Surrounded by people of another color and tongue, our family was an anomaly-the only white family for miles around. We'd ventured out on a limb for God. We felt like He'd cut it off, letting us free fall through the air with three small children in tow.
Despite our apprehensions, we kept moving. Diaper to diaper. Meal to meal. Patient to patient.
Our children slept peacefully and played eagerly. Kids on the compound loved climbing the small guava tree next to our porch. Five-year-old Ben joined them. Up in its branches, they picked guavas, calling out phrases in the local language. Ben echoed them.
"Your son is using swear words just like his friends," a neighbor informed me. I could see the headlines: "New missionary kid swears in local language."
Bitterness knocked at my door. Convicted, I recalled a verse: "He who sacrifices thank offerings honors me, and he prepares the way so that I may show him the salvation of God" (Psalm 50:23, NIV 1984). Yes. I can choose to thank God despite disappointments. I'll bake a cake.

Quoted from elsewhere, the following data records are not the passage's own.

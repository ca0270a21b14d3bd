//! Full-pipeline checks: source text through analysis into generated
//! target code and ABI.

use quartz_analyze::analyze_source;
use quartz_codegen::{generate, CodegenError, CodegenOutput};

fn compile(source: &str) -> CodegenOutput {
    let analysis = analyze_source(source, "test.qz");
    assert!(
        !analysis.diagnostics.has_errors(),
        "analysis failed: {:?}",
        analysis.diagnostics
    );
    generate(
        &analysis.contract.expect("contract"),
        &analysis.diagnostics,
        "test.qz",
    )
    .expect("codegen")
}

const COUNTER: &str = r#"
contract Counter {
    value: u256;

    @external
    fn increment() {
        this.value = this.value + 1;
    }

    @view
    fn get(): u256 {
        return this.value;
    }
}
"#;

#[test]
fn test_counter_target_shape() {
    let output = compile(COUNTER);
    let src = &output.source;

    // Accessors carry the slot, bodies carry only accessor calls.
    assert!(src.contains("static inline u256 load_value(void) {"));
    assert!(src.contains("return storage_load_word(0);"));
    assert!(src.contains("storage_store_word(0, v);"));

    assert!(src.contains("void Counter_increment(void) {"));
    assert!(src.contains("u256 _t0 = load_value();"));
    assert!(src.contains("u256 _t2 = u256_add(_t0, _t1);"));
    assert!(src.contains("store_value(_t2);"));

    assert!(src.contains("u256 Counter_get(void) {"));
    assert!(src.contains("void quartz_deploy(void) {"));
    // increment() has the well-known selector.
    assert!(src.contains("if (selector == 0xd09de08a) { /* increment() */"));
    assert!(src.contains("runtime_revert_unknown_selector();"));
    assert!(output.warnings.is_empty());
}

#[test]
fn test_generation_is_deterministic() {
    let first = compile(COUNTER);
    let second = compile(COUNTER);
    assert_eq!(first.source, second.source);
    assert_eq!(first.abi, second.abi);
}

#[test]
fn test_repeated_local_reads_use_distinct_temps() {
    let output = compile(
        r#"
contract Doubler {
    @external
    fn twice(x: u256): u256 {
        return x + x;
    }
}
"#,
    );
    assert!(output.source.contains("u256 _t0 = u256_copy(x);"));
    assert!(output.source.contains("u256 _t1 = u256_copy(x);"));
}

#[test]
fn test_bool_storage_goes_through_word_conversion() {
    let output = compile(
        r#"
contract Switch {
    on: bool;

    @external
    fn flip() {
        this.on = !this.on;
    }

    @view
    fn state(): bool {
        return this.on;
    }
}
"#,
    );
    let src = &output.source;
    assert!(src.contains("return word_to_bool(storage_load_word(0));"));
    assert!(src.contains("storage_store_word(0, bool_to_word(v));"));
    assert!(src.contains("bool_t _t1 = !(_t0);"));
}

#[test]
fn test_struct_accessors_carry_packed_offsets() {
    let output = compile(
        r#"
struct UserInfo {
    age: u256;
    active: bool;
}

contract Registry {
    users: map<address, UserInfo>;

    @external
    fn register(who: address, age: u256) {
        let info = UserInfo { age: age, active: true };
        this.users[who] = info;
    }

    @view
    fn ageOf(who: address): u256 {
        let info = this.users[who];
        return info.age;
    }
}
"#,
    );
    let src = &output.source;
    assert!(src.contains("/* UserInfo: 33 bytes packed */"));
    assert!(src.contains("typedef struct { byte_t data[33]; } UserInfo;"));
    assert!(src.contains("return read_word(p->data + 0);"));
    assert!(src.contains("read_bool(p->data + 32)"));
    assert!(src.contains("UserInfo_new("));
    // Mapping accessors keyed by the field's slot, address key as word.
    assert!(src.contains("storage_map_load_ptr(0, addr_to_word(key), 33)"));
    assert!(src.contains("map_set_users("));
    assert!(src.contains("UserInfo_get_age("));
}

#[test]
fn test_child_override_shadows_inherited_body_with_warning() {
    let output = compile(
        r#"
contract Base {
    @public
    fn describe(): u256 {
        return 1;
    }
}

contract Child extends Base {
    @public
    fn describe(): u256 {
        return 2;
    }
}
"#,
    );
    assert_eq!(output.source.matches("u256 Child_describe(void) {").count(), 1);
    assert!(output
        .warnings
        .iter()
        .any(|w| w.message.contains("more than once after inheritance")));
}

#[test]
fn test_events_and_errors_reach_the_abi() {
    let output = compile(
        r#"
event Transfer(from: indexed address, to: indexed address, amount: u256);
error Underflow(have: u256, want: u256);

contract Token {
    total: u256;

    @external
    fn burn(amount: u256) {
        if (this.total < amount) {
            revert Underflow(this.total, amount);
        }
        this.total = this.total - amount;
        emit Transfer(msg.sender, msg.sender, amount);
    }
}
"#,
    );
    let src = &output.source;
    assert!(src.contains("emit_Transfer("));
    assert!(src.contains("revert_Underflow("));
    assert!(src.contains("= msg_sender();"));
    assert!(src.contains("runtime_log(\"Transfer(address,address,uint256)\""));

    let abi: serde_json::Value = serde_json::from_str(&output.abi).unwrap();
    let entries = abi.as_array().unwrap();
    let burn = entries
        .iter()
        .find(|e| e["name"] == "burn")
        .expect("burn in abi");
    assert_eq!(burn["type"], "function");
    assert_eq!(burn["stateMutability"], "nonpayable");
    assert!(burn["selector"].as_str().unwrap().starts_with("0x"));

    let event = entries
        .iter()
        .find(|e| e["type"] == "event")
        .expect("event in abi");
    assert_eq!(event["inputs"][0]["indexed"], true);
    assert_eq!(event["inputs"][2]["indexed"], false);

    assert!(entries.iter().any(|e| e["type"] == "error"));
}

#[test]
fn test_view_methods_are_marked_view() {
    let output = compile(COUNTER);
    let abi: serde_json::Value = serde_json::from_str(&output.abi).unwrap();
    let get = abi
        .as_array()
        .unwrap()
        .iter()
        .find(|e| e["name"] == "get")
        .expect("get in abi");
    assert_eq!(get["stateMutability"], "view");
    assert_eq!(get["outputs"][0]["type"], "uint256");
}

#[test]
fn test_generate_refuses_contracts_with_errors() {
    let analysis = analyze_source(
        r#"
contract Broken {
    @external
    fn run(): u256 {
        return missing;
    }
}
"#,
        "test.qz",
    );
    assert!(analysis.diagnostics.has_errors());
    let result = generate(
        &analysis.contract.expect("contract"),
        &analysis.diagnostics,
        "test.qz",
    );
    assert!(matches!(result, Err(CodegenError::HasErrors { .. })));
}

#[test]
fn test_constructor_runs_in_deploy() {
    let output = compile(
        r#"
contract Init {
    owner: address;
    value: u256;

    constructor(start: u256) {
        this.value = start;
    }
}
"#,
    );
    let src = &output.source;
    assert!(src.contains("void quartz_deploy(void) {"));
    assert!(src.contains("u256 a0 = calldata_word(0);"));
    assert!(src.contains("Init_constructor(a0);"));
}

#[test]
fn test_counter_abi_snapshot() {
    let output = compile(COUNTER);
    insta::assert_snapshot!(output.abi, @r###"
    [
      {
        "type": "function",
        "name": "increment",
        "visibility": "external",
        "inputs": [],
        "outputs": [],
        "stateMutability": "nonpayable",
        "selector": "0xd09de08a"
      },
      {
        "type": "function",
        "name": "get",
        "visibility": "view",
        "inputs": [],
        "outputs": [
          {
            "name": "",
            "type": "uint256"
          }
        ],
        "stateMutability": "view",
        "selector": "0x6d4ce63c"
      }
    ]
    "###);
}

#[test]
fn test_abi_distinguishes_external_from_public() {
    let output = compile(
        r#"
contract Wallet {
    total: u256;

    @external
    fn deposit(amount: u256) {
        this.total = this.total + amount;
    }

    @public
    fn shared() {
    }
}
"#,
    );
    let abi: serde_json::Value = serde_json::from_str(&output.abi).unwrap();
    let entries = abi.as_array().unwrap();
    let deposit = entries.iter().find(|e| e["name"] == "deposit").unwrap();
    let shared = entries.iter().find(|e| e["name"] == "shared").unwrap();
    assert_eq!(deposit["visibility"], "external");
    assert_eq!(shared["visibility"], "public");
    // Both are nonpayable, so only `visibility` tells them apart.
    assert_eq!(deposit["stateMutability"], shared["stateMutability"]);
}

Searching through the well-worn Jungle Cook Book from a retired missionary, I read a quote from George Washington: "Actions, not words, are the true characteristic mark of the attachment of friends."
"What actions will make friends in Lugulu?" I wondered, stirring an egg into the batter.
That evening I presented my offering to the family-a plain cake.
Setting it on the table, I suggested we each fill in our own reason for being thankful as we sang O Thank You, Lord.
"My first trip to the market," I said.
"Seeing the Milky Way and Southern Cross," added Sam.
Five-month-old Nathan smiled and cooed.
"Blue sky!" chimed Andrea.
"My bed!" exclaimed Ben.
I ached. A mattress on the floor seemed a poor substitute for the sturdy bunk bed left behind-built by his dad.
One week later a boy turned up on our doorstep. In broken English, he introduced himself as Juma and handed a small parcel to Ben. Removing the brown paper revealed four blackened sweet potatoes, freshly dug from hot coals. Juma peeled off the skins and ate the white potato meat with his fingers. He motioned for us to join him.
What about germs? But we gave ourselves to the gift, savoring the warm, flavorful sweet potatoes-without salt, butter or sugar-a fitting celebration for our one-week anniversary in Lugulu. Off Juma ran. We never saw him again.
His generosity jolted me from my cramped survival mode. Was he an angel? I lifted my eyes, so riveted on us, to see individual smiles and outstretched hands. Below our plateau, a valley dotted with sugar cane fields stretched to the horizon. A luminous sunset silhouetted the acacia tree at the hospital gate.
My heart thawed. Expanded. Gratitude sprouted. "We're not called to survive, but to give," I once read. We determined, though babes in culture and language, to discover ways to give just as Juma freely gave to us.